● Task description: Should a line in the entries below contain "Result", return that line.

- Opening Delimiter -

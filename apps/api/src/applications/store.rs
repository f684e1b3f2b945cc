use sqlx::PgPool;
use uuid::Uuid;

use crate::models::application::{ApplicationRow, ApplicationStatus};

/// Creates an `Applied` application. The database holds a unique index on
/// (job_id, applicant_id); a second attempt fails with a unique violation.
pub async fn insert_application(
    pool: &PgPool,
    job_id: Uuid,
    applicant_id: Uuid,
) -> Result<ApplicationRow, sqlx::Error> {
    sqlx::query_as::<_, ApplicationRow>(
        r#"
        INSERT INTO applications (job_id, applicant_id, status)
        VALUES ($1, $2, $3)
        RETURNING *
        "#,
    )
    .bind(job_id)
    .bind(applicant_id)
    .bind(ApplicationStatus::Applied.as_str())
    .fetch_one(pool)
    .await
}

/// A seeker's applications, newest first.
pub async fn list_for_applicant(
    pool: &PgPool,
    applicant_id: Uuid,
) -> Result<Vec<ApplicationRow>, sqlx::Error> {
    sqlx::query_as::<_, ApplicationRow>(
        "SELECT * FROM applications WHERE applicant_id = $1 ORDER BY applied_at DESC",
    )
    .bind(applicant_id)
    .fetch_all(pool)
    .await
}

/// Applications made to any of `job_ids`, newest first.
pub async fn list_for_jobs(
    pool: &PgPool,
    job_ids: &[Uuid],
) -> Result<Vec<ApplicationRow>, sqlx::Error> {
    if job_ids.is_empty() {
        return Ok(Vec::new());
    }
    sqlx::query_as::<_, ApplicationRow>(
        "SELECT * FROM applications WHERE job_id = ANY($1) ORDER BY applied_at DESC",
    )
    .bind(job_ids)
    .fetch_all(pool)
    .await
}

/// Sets the status of an application to one of `company_id`'s jobs.
/// Returns `None` if the application does not exist or belongs to another company.
pub async fn update_status(
    pool: &PgPool,
    company_id: Uuid,
    application_id: Uuid,
    status: ApplicationStatus,
) -> Result<Option<ApplicationRow>, sqlx::Error> {
    sqlx::query_as::<_, ApplicationRow>(
        r#"
        UPDATE applications a
        SET status = $1, updated_at = NOW()
        FROM jobs j
        WHERE a.id = $2 AND a.job_id = j.id AND j.company_id = $3
        RETURNING a.*
        "#,
    )
    .bind(status.as_str())
    .bind(application_id)
    .bind(company_id)
    .fetch_optional(pool)
    .await
}
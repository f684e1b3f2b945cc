use anyhow::{Context, Result};
use sqlx::postgres::PgPoolOptions;
use sqlx::PgPool;
use tracing::info;

/// Creates and returns a PostgreSQL connection pool.
pub async fn create_pool(database_url: &str, max_connections: u32) -> Result<PgPool> {
    info!("Connecting to PostgreSQL...");

    let pool = PgPoolOptions::new()
        .max_connections(max_connections)
        .connect(database_url)
        .await
        .context("Failed to connect to PostgreSQL")?;

    info!("PostgreSQL connection pool established ({max_connections} max connections)");
    Ok(pool)
}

- Closing Delimiter -

● Exercise output:
) -> Result<ApplicationRow, sqlx::Error> {
) -> Result<Vec<ApplicationRow>, sqlx::Error> {
) -> Result<Vec<ApplicationRow>, sqlx::Error> {
) -> Result<Option<ApplicationRow>, sqlx::Error> {
use anyhow::{Context, Result};
pub async fn create_pool(database_url: &str, max_connections: u32) -> Result<PgPool> {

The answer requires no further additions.